マスコミの、都合の良い態度に呆れながらも、湊は故障もなく順調だ。
振っても当たらない不思議な球を投げる湊。
当初、違反投球をしているのでは、と的外れな疑いもかけられたが、疑いは一瞬で否定された。
対戦した打者が口を揃えて「そんな事はない。真剣勝負に余計な詮索をするな」とメディア、自称評論家の不正・八百長疑惑を痛烈に批判した。
湊の球は魔球と称され、注目を集めていた。
そんなある日、湊に連絡してきた人物がいた。
「いっくん、久しぶり。

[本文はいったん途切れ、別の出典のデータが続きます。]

//! Bounded ring buffer of feature frames.
//!
//! Fixed backing storage (`capacity * n_mels` floats), modulo write cursor,
//! copy-out reads. Push and snapshot each hold the lock for a single copy,
//! so readers never observe a torn write and no critical section grows with
//! time.

use crate::error::{EarwatchError, Result};
use std::sync::Mutex;

#[derive(Debug)]
struct RingInner {
    data: Vec<f32>,
    /// Next write slot, 0..capacity.
    write_idx: usize,
    /// Filled frames, 0..=capacity.
    len: usize,
}

/// Thread-safe store of the most recent feature frames.
#[derive(Debug)]
pub struct FrameRing {
    n_mels: usize,
    capacity_frames: usize,
    inner: Mutex<RingInner>,
}

/// Read-only copy of the last K frames, oldest to newest.
#[derive(Debug, Clone)]
pub struct FrameSnapshot {
    /// Number of frames actually returned (may be less than requested).
    pub frames: usize,
    /// Values per frame.
    pub n_mels: usize,
    /// Row-major frame data, `frames * n_mels` values.
    pub data: Vec<f32>,
}

impl FrameSnapshot {
    /// Borrow of frame `i`, oldest first.
    pub fn frame(&self, i: usize) -> &[f32] {
        &self.data[i * self.n_mels..(i + 1) * self.n_mels]
    }

    /// Iterator over frames, oldest first.
    pub fn iter(&self) -> impl Iterator<Item = &[f32]> {
        self.data.chunks_exact(self.n_mels)
    }

    fn empty(n_mels: usize) -> Self {
        Self {
            frames: 0,
            n_mels,
            data: Vec::new(),
        }
    }
}

impl FrameRing {
    /// Creates a ring with fixed backing storage; capacity never grows.
    pub fn new(n_mels: usize, capacity_frames: usize) -> Result<Self> {
        if n_mels == 0 {
            return Err(EarwatchError::ConfigInvalidValue {
                key: "n_mels".to_string(),
                message: "must be positive".to_string(),
            });
        }
        if capacity_frames == 0 {
            return Err(EarwatchError::ConfigInvalidValue {
                key: "capacity_frames".to_string(),
                message: "must be positive".to_string(),
            });
        }
        Ok(Self {
            n_mels,
            capacity_frames,
            inner: Mutex::new(RingInner {
                data: vec![0.0; n_mels * capacity_frames],
                write_idx: 0,
                len: 0,
            }),
        })
    }

    pub fn n_mels(&self) -> usize {
        self.n_mels
    }

    pub fn capacity_frames(&self) -> usize {
        self.capacity_frames
    }

    /// Number of frames currently held.
    pub fn len(&self) -> usize {
        match self.inner.lock() {
            Ok(inner) => inner.len,
            Err(poisoned) => poisoned.into_inner().len,
        }
    }

    pub fn is_empty(&self) -> bool {
        self.len() == 0
    }

    /// Copies one frame into the next write slot, evicting the oldest frame
    /// once at capacity. A frame of the wrong width is ignored.
    pub fn push_frame(&self, frame: &[f32]) {
        if frame.len() != self.n_mels {
            debug_assert_eq!(frame.len(), self.n_mels, "frame width mismatch");
            return;
        }

        let mut inner = match self.inner.lock() {
            Ok(inner) => inner,
            Err(poisoned) => poisoned.into_inner(),
        };
        let off = inner.write_idx * self.n_mels;
        inner.data[off..off + self.n_mels].copy_from_slice(frame);
        inner.write_idx = (inner.write_idx + 1) % self.capacity_frames;
        inner.len = (inner.len + 1).min(self.capacity_frames);
    }

    /// Drops every held frame; capacity and frame width are kept.
    pub fn clear(&self) {
        let mut inner = match self.inner.lock() {
            Ok(inner) => inner,
            Err(poisoned) => poisoned.into_inner(),
        };
        inner.write_idx = 0;
        inner.len = 0;
    }

    /// Returns an oldest-to-newest copy of the last `min(k, held)` frames.
    pub fn snapshot_last(&self, k: usize) -> FrameSnapshot {
        let inner = match self.inner.lock() {
            Ok(inner) => inner,
            Err(poisoned) => poisoned.into_inner(),
        };
        let want = k.min(inner.len);
        if want == 0 {
            return FrameSnapshot::empty(self.n_mels);
        }

        let mut data = vec![0.0f32; want * self.n_mels];
        // write_idx points at the next write slot, so the newest frame is
        // write_idx - 1 and the oldest of the last `want` is `want` behind it.
        let start = (inner.write_idx + self.capacity_frames - want) % self.capacity_frames;
        for i in 0..want {
            let src = (start + i) % self.capacity_frames;
            let src_off = src * self.n_mels;
            let dst_off = i * self.n_mels;
            data[dst_off..dst_off + self.n_mels]
                .copy_from_slice(&inner.data[src_off..src_off + self.n_mels]);
        }

        FrameSnapshot {
            frames: want,
            n_mels: self.n_mels,
            data,
        }
    }
}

どう? 頑張ってる?」
「うん、頑張ってるよ。佳奈ちゃんこそ、ちゃんと大学行ってるの?」
「勿論よ。夏になったら、実習が入るわ」
背の高い女性、幼なじみにして同級生の佳奈は楽しげに言う。
そして、軽めの夕食の後、バーに行く。
「でも、本当にいっくんが活躍する日が来るなんて驚き。ずっと期待していたけど、いきなりなんだもん」
「僕も驚いているよ。物凄い応援で、マウンドに上がるのが毎試合楽しみだよ」
変わっていない。
高校を卒業し、お互い違う道を歩んだが、湊は変わっていない。
「でも、突然だね。佳奈ちゃんから連絡くれるなんて」
湊の何気ない一言に一瞬固まる。
「・・・実は、どうしても教えて置かないといけない事があるの」
急に真剣な口調になる。
「何?」
湊は呑気なまま。
「あの子が、帰ってくるらしいの」
「あの子?」
「忘れちゃったの? 一つ年下で、中学卒業してすぐに転校しちゃった――」
「まさか、郁乃ちゃん? 御堂郁乃ちゃん?」
「そうよ・・・」
湊も黙ってしまう。
御堂郁乃。
世界規模で事業を展開している御堂グループのお嬢様。
その我の強さと行動力から、御堂の女王と言われた幼なじみだ。